Dionysius (the younger) being banished a second time from Syracuse, retired to Corinth, where he turned schoolmaster for a living. Posterity called him a tyrant. Byron, in his Ode to Napoleon, alludes to these facts in the following lines -

"Corinth's pedagogue hath now
Transferred his byword to thy brow."
   That is, Napoleon is now called tyrant like Dionysius.

Dionysos The Greek name of Bacchus (q.v.).
   Father: Zeus (Jupiter).
   Feasts of Bacchus in Rome, Bromalia or Brumalia, in March and September.
   Mother: Semele, daughter of Cadmus
   Nurse: Brisa.
   Owls were his aversion.
   Panthers drew his chariot.
   Rams were the most general sacrifices offered to him.
   Wife: Ariadne.
   The most famous statue of this god way by Praxiteles.
   Attalus gave above £18,000 for a painting of the god by Aristides.

Diophantine Analysis Finding commensurate values of squares, cubes, triangles etc. or the sum of a given number of squares which is itself a square; or a certain number of squares etc. which are in arithmetical progression.
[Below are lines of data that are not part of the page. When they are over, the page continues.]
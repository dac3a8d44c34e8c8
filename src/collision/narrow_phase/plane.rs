//! Planes against vertex-based shapes

use crate::collision::contact::ContactSink;
use crate::geometry::{ConvexPolyhedron, Trimesh};
use crate::math::{Transform, Vec3};

/// Pushes a contact for every world vertex on or behind the plane
fn vertices_behind_plane(
    plane: Transform,
    vertices: impl Iterator<Item = Vec3>,
    sink: &mut ContactSink,
) -> bool {
    let normal = plane.vector_to_world(Vec3::Z);
    let mut found = false;
    for vertex in vertices {
        let height = (vertex - plane.position).dot(normal);
        if height > 0.0 {
            continue;
        }
        if sink.just_test() {
            return true;
        }
        found = true;
        sink.push(vertex - normal * height, vertex, normal);
    }
    found
}

pub fn plane_convex(plane: Transform, hull: &ConvexPolyhedron, frame_b: Transform, sink: &mut ContactSink) -> bool {
    vertices_behind_plane(plane, hull.vertices().iter().map(|&v| frame_b.point_to_world(v)), sink)
}

pub fn plane_trimesh(plane: Transform, mesh: &Trimesh, frame_b: Transform, sink: &mut ContactSink) -> bool {
    vertices_behind_plane(plane, mesh.vertices().iter().map(|&v| frame_b.point_to_world(v)), sink)
}

#[cfg(test)]
mod tests {
    use super::*;
    use crate::math::Quat;
    use approx::assert_abs_diff_eq;

    #[test]
    fn test_resting_box_touches_with_four_corners() {
        let hull = ConvexPolyhedron::cuboid(Vec3::splat(0.5)).unwrap();
        let frame = Transform::new(Vec3::new(0.0, 0.0, 0.45), Quat::IDENTITY);
        let mut sink = ContactSink::new(false);

        assert!(plane_convex(Transform::IDENTITY, &hull, frame, &mut sink));
        assert_eq!(sink.len(), 4);
        for p in sink.points() {
            assert_eq!(p.normal, Vec3::Z);
            assert_abs_diff_eq!(p.depth(), 0.05, epsilon = 1e-6);
            assert_abs_diff_eq!(p.point_a.z, 0.0, epsilon = 1e-6);
        }
    }

    #[test]
    fn test_tilted_plane() {
        let hull = ConvexPolyhedron::cuboid(Vec3::splat(0.5)).unwrap();
        let tilt = Quat::from_axis_angle(Vec3::X, 0.3);
        let plane = Transform::new(Vec3::ZERO, tilt);
        let above = Transform::new(tilt * Vec3::new(0.0, 0.0, 2.0), tilt);

        assert!(!plane_convex(plane, &hull, above, &mut ContactSink::new(false)));
    }

    #[test]
    fn test_trimesh_vertices() {
        let mesh = Trimesh::new(
            vec![Vec3::new(0.0, 0.0, -0.1), Vec3::new(1.0, 0.0, 0.2), Vec3::new(0.0, 1.0, -0.2)],
            vec![0, 1, 2],
        )
        .unwrap();
        let mut sink = ContactSink::new(false);
        assert!(plane_trimesh(Transform::IDENTITY, &mesh, Transform::IDENTITY, &mut sink));
        assert_eq!(sink.len(), 2);
    }
}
The following examples will give some idea of the theory:
   1. To find two whole numbers, the sum of whose squares is a square;
   2. To find three square numbers which are in arithmetical progression;
   3. To find a number from which two given squares being severally subtracted, each of the remainders is a square.
    Diophantus was an Alexandrian Greek (5th cent. A.D.)

Dioscuri Castor and Pollux. (Greek, Dios kouros, young men of Zeus; dios is gen. of Zeus.)
   The horses of the Dioscuri. Cyllaros and Harpagos. (See Horse.)

Diotrephes One who loves to have the pre-eminence among others. (3 John 9.)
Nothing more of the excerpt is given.